California, Guadalupe Rock, 15 miles from San Jose—On April 20, a pleasant sunny day, about 20 members of the Stanford Alpine Club were at the practice rocks. The majority of the party was on the larger rock doing some of the easier climbs. Five were at a smaller more difficult cliff about 25 feet high and slightly overhanging. Some of the candidates for leader status were taking turns leading up the pitch which was 5th class and required several pitons in the rather rotten rock. The first person made the climb successfully. As the second man was leading it there were four persons below him, the belayer and three ‘kibitzers.’ Karl Hufbauer (20) was one of the kibitzers and as a leader was also observing the technique.
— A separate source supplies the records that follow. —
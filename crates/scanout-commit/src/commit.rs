//! One submitted frame: the client buffer, its memo, and the completion
//! signal that tells us when the GPU is done with it.

use std::os::fd::OwnedFd;
use std::sync::atomic::{AtomicU64, AtomicU8, Ordering};
use std::sync::{Arc, OnceLock, Weak};

use crossbeam_channel::{Sender, TrySendError};
use parking_lot::Mutex;
use tracing::{debug, trace, warn};

use scanout_common::monotonic_nanos;
use scanout_core::backend::{Backend, PresentTiming, SwapchainFeedback};
use scanout_core::buffer::ClientBuffer;
use scanout_core::error::CommitError;
use scanout_core::handle::{BufferId, CommitId, FramebufferId, PresentationFeedback, WindowSequence};

use crate::memo::{BufferMemo, BufferMemoiser};
use crate::pipeline::PipelineMetrics;
use crate::sequence::next_commit_id;
use crate::waiter::{FenceWaiter, WaitKey, Waitable};

/// Per-frame state the client submitted alongside its buffer.
#[derive(Debug, Clone, Default)]
pub struct CommitMetadata {
    /// Queue behind earlier frames instead of replacing them
    pub fifo: bool,
    /// Replace-on-vsync without waiting for the previous frame
    pub async_present: bool,
    pub presentation_hint: u32,
    pub swapchain_feedback: Option<Arc<SwapchainFeedback>>,
    pub pending_feedbacks: Vec<PresentationFeedback>,
    pub present_id: Option<u32>,
    /// Client-side frame counter
    pub sequence: u64,
    pub desired_present_time: u64,
    pub last_refresh_cycle: u64,
    pub window: WindowSequence,
}

/// Where a commit's completion signal came from. Chosen once at construction.
#[derive(Debug, Clone, Copy, PartialEq, Eq)]
pub enum CompletionSource {
    /// Exported from the buffer's dma-buf (implicit sync).
    Transfer,
    /// The imported texture's memory fence.
    Texture,
}

#[derive(Debug, Clone, Copy, PartialEq, Eq)]
#[repr(u8)]
pub enum CommitState {
    Pending = 0,
    Completed = 1,
    Errored = 2,
}

impl CommitState {
    fn from_u8(v: u8) -> Self {
        match v {
            1 => CommitState::Completed,
            2 => CommitState::Errored,
            _ => CommitState::Pending,
        }
    }
}

/// Completion notifications, delivered on the pipeline's event queue.
#[derive(Debug, Clone, PartialEq, Eq)]
pub enum CommitEvent {
    Completed {
        commit: CommitId,
        window: WindowSequence,
        wait_done_time: u64,
        frame_time: Option<u64>,
    },
    HungUp {
        commit: CommitId,
        window: WindowSequence,
    },
}

impl CommitEvent {
    pub fn commit(&self) -> CommitId {
        match self {
            CommitEvent::Completed { commit, .. } | CommitEvent::HungUp { commit, .. } => *commit,
        }
    }
}

/// Everything a commit needs from its pipeline.
pub struct CommitContext {
    pub(crate) waiter: FenceWaiter,
    pub(crate) memos: BufferMemoiser,
    pub(crate) backend: Backend,
    pub(crate) events: Option<Sender<CommitEvent>>,
    pub(crate) lock_framebuffers: bool,
    pub(crate) metrics: PipelineMetrics,
}

impl CommitContext {
    pub fn new(waiter: FenceWaiter, memos: BufferMemoiser, backend: Backend) -> Self {
        Self {
            waiter,
            memos,
            backend,
            events: None,
            lock_framebuffers: true,
            metrics: PipelineMetrics::default(),
        }
    }

    pub fn with_events(mut self, events: Sender<CommitEvent>) -> Self {
        self.events = Some(events);
        self
    }

    pub fn with_framebuffer_locking(mut self, lock_framebuffers: bool) -> Self {
        self.lock_framebuffers = lock_framebuffers;
        self
    }

    pub fn memos(&self) -> &BufferMemoiser {
        &self.memos
    }

    pub fn metrics(&self) -> &PipelineMetrics {
        &self.metrics
    }
}

/// The open/closed state of a completion signal. Taking the key is the only
/// way to close it, so exactly one closer ever deregisters.
struct FenceSlot {
    key: Mutex<Option<WaitKey>>,
}

impl FenceSlot {
    fn take(&self) -> Option<WaitKey> {
        self.key.lock().take()
    }

    fn is_open(&self) -> bool {
        self.key.lock().is_some()
    }
}

pub struct Commit {
    id: CommitId,
    buffer_id: BufferId,
    buffer: Option<ClientBuffer>,
    memo: BufferMemo,
    framebuffer: FramebufferId,
    source: CompletionSource,
    fence: FenceSlot,
    state: AtomicU8,
    wait_done_time: AtomicU64,
    frame_time: AtomicU64,
    presented: OnceLock<PresentTiming>,
    metadata: CommitMetadata,
    ctx: Arc<CommitContext>,
}

impl Commit {
    /// Lock `buffer`, resolve its memo, pick a completion signal, take the next
    /// sequence id and start waiting on the signal.
    pub fn new(
        buffer: &ClientBuffer,
        metadata: CommitMetadata,
        ctx: &Arc<CommitContext>,
    ) -> Result<Arc<Self>, CommitError> {
        let buffer = buffer.clone();
        let memo = ctx.memos.resolve(&buffer)?;
        let (fence, source) = acquire_completion_signal(&ctx.backend, &buffer, &memo)?;

        let framebuffer = if ctx.lock_framebuffers && !memo.framebuffer().is_none() {
            ctx.backend.display.lock_framebuffer(memo.framebuffer());
            memo.framebuffer()
        } else {
            FramebufferId::NONE
        };

        let commit = Arc::new(Commit {
            id: next_commit_id(),
            buffer_id: buffer.id(),
            buffer: Some(buffer),
            memo,
            framebuffer,
            source,
            fence: FenceSlot {
                key: Mutex::new(None),
            },
            state: AtomicU8::new(CommitState::Pending as u8),
            wait_done_time: AtomicU64::new(0),
            frame_time: AtomicU64::new(0),
            presented: OnceLock::new(),
            metadata,
            ctx: ctx.clone(),
        });

        {
            // Held across registration so a callback that fires immediately
            // finds the key in place.
            let mut slot = commit.fence.key.lock();
            let weak: Weak<Commit> = Arc::downgrade(&commit);
            let weak: Weak<dyn Waitable> = weak;
            *slot = Some(ctx.waiter.add(fence, weak).map_err(CommitError::Register)?);
        }

        debug!(
            commit_id = commit.id.0,
            buffer = %commit.buffer_id,
            fb_id = commit.framebuffer.0,
            source = ?commit.source,
            "commit created"
        );
        Ok(commit)
    }

    pub fn id(&self) -> CommitId {
        self.id
    }

    pub fn buffer_id(&self) -> BufferId {
        self.buffer_id
    }

    pub fn memo(&self) -> &BufferMemo {
        &self.memo
    }

    /// Framebuffer reference held by this commit, `NONE` if it holds none.
    pub fn framebuffer(&self) -> FramebufferId {
        self.framebuffer
    }

    pub fn completion_source(&self) -> CompletionSource {
        self.source
    }

    pub fn metadata(&self) -> &CommitMetadata {
        &self.metadata
    }

    pub fn state(&self) -> CommitState {
        CommitState::from_u8(self.state.load(Ordering::Acquire))
    }

    pub fn is_fence_open(&self) -> bool {
        self.fence.is_open()
    }

    pub fn wait_done_time(&self) -> Option<u64> {
        match self.wait_done_time.load(Ordering::Acquire) {
            0 => None,
            t => Some(t),
        }
    }

    /// Time since the session's previous completed commit.
    pub fn frame_time(&self) -> Option<u64> {
        match self.frame_time.load(Ordering::Acquire) {
            0 => None,
            t => Some(t),
        }
    }

    /// Record that this commit reached the screen. Its pending feedback is then
    /// delivered instead of discarded when it is destroyed. Only the first call counts.
    pub fn mark_presented(&self, timing: PresentTiming) -> bool {
        self.presented.set(timing).is_ok()
    }

    pub fn presented(&self) -> Option<PresentTiming> {
        self.presented.get().copied()
    }

    /// Stop waiting on the completion signal and close it.
    /// Returns false if it was already closed.
    pub fn close_fence(&self) -> bool {
        let Some(key) = self.fence.take() else {
            return false;
        };
        self.ctx.waiter.remove(key);
        trace!(commit_id = self.id.0, "fence closed");
        true
    }

    fn notify(&self, event: CommitEvent) {
        let Some(events) = &self.ctx.events else {
            return;
        };
        match events.try_send(event) {
            Ok(()) => {}
            Err(TrySendError::Full(event)) => {
                warn!(commit_id = self.id.0, "commit event queue full, dropping {:?}", event);
            }
            Err(TrySendError::Disconnected(_)) => {}
        }
    }
}

impl Waitable for Commit {
    fn on_ready(&self) {
        let now = monotonic_nanos();
        if !self.close_fence() {
            return;
        }
        self.wait_done_time.store(now, Ordering::Release);
        self.state.store(CommitState::Completed as u8, Ordering::Release);
        self.ctx.metrics.completed.fetch_add(1, Ordering::Relaxed);

        let mut frame_time = None;
        if let Some(session) = self.ctx.backend.sessions.find_session(self.metadata.window) {
            let last = session.last_commit_done_time();
            if last != 0 && now > last {
                frame_time = Some(now - last);
                self.frame_time.store(now - last, Ordering::Release);
            }
            session.record_commit_done(self.id, now);
        }

        debug!(commit_id = self.id.0, wait_done_time = now, ?frame_time, "commit completed");
        self.notify(CommitEvent::Completed {
            commit: self.id,
            window: self.metadata.window,
            wait_done_time: now,
            frame_time,
        });
    }

    fn on_hang_up(&self) {
        if !self.close_fence() {
            return;
        }
        self.state.store(CommitState::Errored as u8, Ordering::Release);
        self.ctx.metrics.hung_up.fetch_add(1, Ordering::Relaxed);
        warn!(commit_id = self.id.0, buffer = %self.buffer_id, "completion signal hung up");
        self.notify(CommitEvent::HungUp {
            commit: self.id,
            window: self.metadata.window,
        });
    }
}

impl Drop for Commit {
    fn drop(&mut self) {
        self.close_fence();

        if !self.framebuffer.is_none() {
            self.ctx.backend.display.release_framebuffer(self.framebuffer);
            self.framebuffer = FramebufferId::NONE;
        }

        let feedbacks = std::mem::take(&mut self.metadata.pending_feedbacks);
        let swapchain = self.metadata.swapchain_feedback.take();
        if !feedbacks.is_empty() || swapchain.is_some() {
            let window = self.metadata.window;
            match self.presented.get() {
                Some(timing) => self.ctx.backend.feedback.deliver(window, feedbacks, swapchain, *timing),
                None => self.ctx.backend.feedback.discard(window, feedbacks, swapchain),
            }
        }

        // Last, so the memo's destroy listener (if this was the final lock) sees
        // the framebuffer reference above already released.
        drop(self.buffer.take());

        self.ctx.metrics.destroyed.fetch_add(1, Ordering::Relaxed);
        debug!(commit_id = self.id.0, state = ?self.state(), "commit destroyed");
    }
}

/// Prefer the buffer's own transfer fence; fall back to the texture's memory fence.
fn acquire_completion_signal(
    backend: &Backend,
    buffer: &ClientBuffer,
    memo: &BufferMemo,
) -> Result<(OwnedFd, CompletionSource), CommitError> {
    match backend.fences.export_transfer_completion(buffer) {
        Ok(Some(fd)) => return Ok((fd, CompletionSource::Transfer)),
        Ok(None) => {}
        Err(e) => {
            warn!(buffer = %buffer.id(), "transfer fence export failed, using texture fence: {}", e);
        }
    }

    backend
        .fences
        .export_texture_completion(&**memo.texture())
        .map(|fd| (fd, CompletionSource::Texture))
        .map_err(|e| CommitError::FenceAcquisition(e.to_string()))
}
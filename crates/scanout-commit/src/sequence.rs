use std::sync::atomic::{AtomicU64, Ordering};

use scanout_core::handle::CommitId;

/// Last commit id handed out. Starts at zero with the process and is never reset.
static LAST_COMMIT_ID: AtomicU64 = AtomicU64::new(0);

/// Allocate the next commit id. Ids are strictly increasing and never reused.
pub fn next_commit_id() -> CommitId {
    CommitId(LAST_COMMIT_ID.fetch_add(1, Ordering::Relaxed) + 1)
}

/// The most recently allocated id, `CommitId(0)` before the first commit.
pub fn last_commit_id() -> CommitId {
    CommitId(LAST_COMMIT_ID.load(Ordering::Relaxed))
}
//! Daily vote lock.
//!
//! Tracks, via durable local storage, whether the current caller has already
//! voted on the current calendar day (client local time). The state machine
//! has two states, `NotVotedToday` and `VotedToday`: marking a vote moves to
//! `VotedToday`, and the reverse transition happens implicitly by calendar
//! rollover, with no timers involved. The rollover is modeled as a pure
//! comparison of the stored date against the given "today", so the lock is
//! fully testable with injected dates.

pub mod store;

pub use store::{FileStore, LocalStore, MemoryStore};

use chrono::{Local, LocalResult, NaiveDate, TimeZone};

use crate::errors::LockError;

/// Local-storage key holding the most recent vote date.
pub const LAST_VOTE_DATE_KEY: &str = "vibecheck.last_vote_date";

/// ISO calendar-date format used for the stored value.
const DATE_FORMAT: &str = "%Y-%m-%d";

/// Per-client restriction allowing at most one recorded vote per calendar day.
///
/// The lock owns a single local-storage key holding an ISO `YYYY-MM-DD` date
/// string: absent until the first vote, overwritten on each successful vote,
/// never explicitly cleared (it naturally goes stale once the date advances).
///
/// The `*_today` methods use the client's local calendar day; each has a
/// date-injected counterpart for testing.
pub struct DailyVoteLock {
    store: Box<dyn LocalStore>,
}

impl DailyVoteLock {
    /// Create a lock over the given local store.
    pub fn new(store: Box<dyn LocalStore>) -> Self {
        Self { store }
    }

    /// Whether a vote has already been recorded for today (local time).
    pub fn has_voted_today(&self) -> Result<bool, LockError> {
        self.has_voted_on(Local::now().date_naive())
    }

    /// Whether a vote has already been recorded for the given calendar day.
    ///
    /// This is a plain string-equality check against the stored date, not an
    /// elapsed-time check; a stored date other than `today` means the lock
    /// has already implicitly expired.
    pub fn has_voted_on(&self, today: NaiveDate) -> Result<bool, LockError> {
        let stored = self.store.get(LAST_VOTE_DATE_KEY)?;
        Ok(is_locked(stored.as_deref(), today))
    }

    /// Record that the caller voted today (local time).
    pub fn mark_voted_today(&self) -> Result<(), LockError> {
        self.mark_voted_on(Local::now().date_naive())
    }

    /// Record that the caller voted on the given calendar day.
    pub fn mark_voted_on(&self, today: NaiveDate) -> Result<(), LockError> {
        self.store
            .set(LAST_VOTE_DATE_KEY, &today.format(DATE_FORMAT).to_string())
    }

    /// The epoch-millisecond instant at which today's lock expires.
    ///
    /// `None` when no vote is recorded or the recorded date is not today.
    /// The value is derived, not stored, and is advisory for countdown
    /// display only.
    pub fn vote_reset_timestamp(&self) -> Result<Option<i64>, LockError> {
        self.reset_timestamp_on(Local::now().date_naive())
    }

    /// Date-injected variant of [`DailyVoteLock::vote_reset_timestamp`].
    pub fn reset_timestamp_on(&self, today: NaiveDate) -> Result<Option<i64>, LockError> {
        let stored = self.store.get(LAST_VOTE_DATE_KEY)?;
        if !is_locked(stored.as_deref(), today) {
            return Ok(None);
        }
        Ok(next_local_midnight_ms(today))
    }
}

/// Pure rollover check: the lock holds iff the stored date equals today.
fn is_locked(stored: Option<&str>, today: NaiveDate) -> bool {
    matches!(stored, Some(date) if date == today.format(DATE_FORMAT).to_string())
}

/// Epoch milliseconds of the next local midnight after `today`.
///
/// `None` only when the local timezone has no representation for that
/// midnight (a DST gap landing exactly on it).
fn next_local_midnight_ms(today: NaiveDate) -> Option<i64> {
    let next_midnight = today.succ_opt()?.and_hms_opt(0, 0, 0)?;
    match Local.from_local_datetime(&next_midnight) {
        LocalResult::Single(instant) => Some(instant.timestamp_millis()),
        LocalResult::Ambiguous(earliest, _) => Some(earliest.timestamp_millis()),
        LocalResult::None => None,
    }
}

#[cfg(test)]
mod tests {
    use super::*;
    use chrono::Utc;

    fn lock_with_memory_store() -> DailyVoteLock {
        DailyVoteLock::new(Box::new(MemoryStore::new()))
    }

    fn date(text: &str) -> NaiveDate {
        NaiveDate::parse_from_str(text, "%Y-%m-%d").unwrap()
    }

    #[test]
    fn test_not_voted_with_empty_storage() {
        let lock = lock_with_memory_store();
        assert!(!lock.has_voted_on(date("2026-08-30")).unwrap());
    }

    #[test]
    fn test_voted_immediately_after_marking() {
        let lock = lock_with_memory_store();
        let today = date("2026-08-30");

        lock.mark_voted_on(today).unwrap();
        assert!(lock.has_voted_on(today).unwrap());
    }

    #[test]
    fn test_lock_expires_on_calendar_rollover() {
        let lock = lock_with_memory_store();

        lock.mark_voted_on(date("2026-08-30")).unwrap();
        // No explicit action: the stored date simply no longer equals "today".
        assert!(!lock.has_voted_on(date("2026-08-31")).unwrap());
    }

    #[test]
    fn test_marking_again_overwrites_stored_date() {
        let lock = lock_with_memory_store();

        lock.mark_voted_on(date("2026-08-30")).unwrap();
        lock.mark_voted_on(date("2026-08-31")).unwrap();

        assert!(!lock.has_voted_on(date("2026-08-30")).unwrap());
        assert!(lock.has_voted_on(date("2026-08-31")).unwrap());
    }

    #[test]
    fn test_reset_timestamp_is_none_before_any_vote() {
        let lock = lock_with_memory_store();
        assert_eq!(lock.reset_timestamp_on(date("2026-08-30")).unwrap(), None);
    }

    #[test]
    fn test_reset_timestamp_is_none_once_stale() {
        let lock = lock_with_memory_store();

        lock.mark_voted_on(date("2026-08-30")).unwrap();
        assert_eq!(lock.reset_timestamp_on(date("2026-08-31")).unwrap(), None);
    }

    #[test]
    fn test_reset_timestamp_is_strictly_in_the_future() {
        let lock = lock_with_memory_store();

        lock.mark_voted_today().unwrap();
        let reset_ms = lock
            .vote_reset_timestamp()
            .unwrap()
            .expect("reset instant should exist after voting");
        assert!(reset_ms > Utc::now().timestamp_millis());
    }

    #[test]
    fn test_is_locked_requires_exact_date_equality() {
        let today = date("2026-08-30");
        assert!(is_locked(Some("2026-08-30"), today));
        assert!(!is_locked(Some("2026-08-29"), today));
        assert!(!is_locked(Some("not-a-date"), today));
        assert!(!is_locked(None, today));
    }
}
Near the top of the pitch the climber had a rather large handhold crumble out and he peeled off. His first piton came out but the second held and his fall was only about 12 feet. Meanwhile a shower of rocks rained on the spectators. Hufbauer was the only one hit by a large rock and was knocked unconscious, not even feeling it hit. Apparently he regained consciousness within a minute or so but his memory retention was poor. Hobey DeStaebler, leader of the trip, arrived about 5 minutes later with a first aid kit. After testing his reactions and bandaging the wound the decision was made to walk him to the cars about ½ mile away. This course was chosen as the fastest since he was losing blood and time might be a factor. (Doctors later said the decision was probably right; it was apparently a 50-50 question). Hufbauer was taken to a hospital where emergency surgery was performed for a fractured skull. He remained in the hospital for a week. DeStaebler is to be complimented for a well executed rescue with a minimum of fuss (practice climb continued with many persons not realizing the accident had occurred) and a maximum of speed.

Source: Karl Hufbauer.

Analysis: Practice climbs are not as safe as normally assumed and precautions which are taken on longer, more difficult climbs should be adhered to. Since Hufbauer's accident he has checked with many people and nearly all of them said that their own clubs made the tacit assumption that all loose rocks on practice climbs had long since been pulled out. This assumption certainly is not warranted, as this case demonstrates.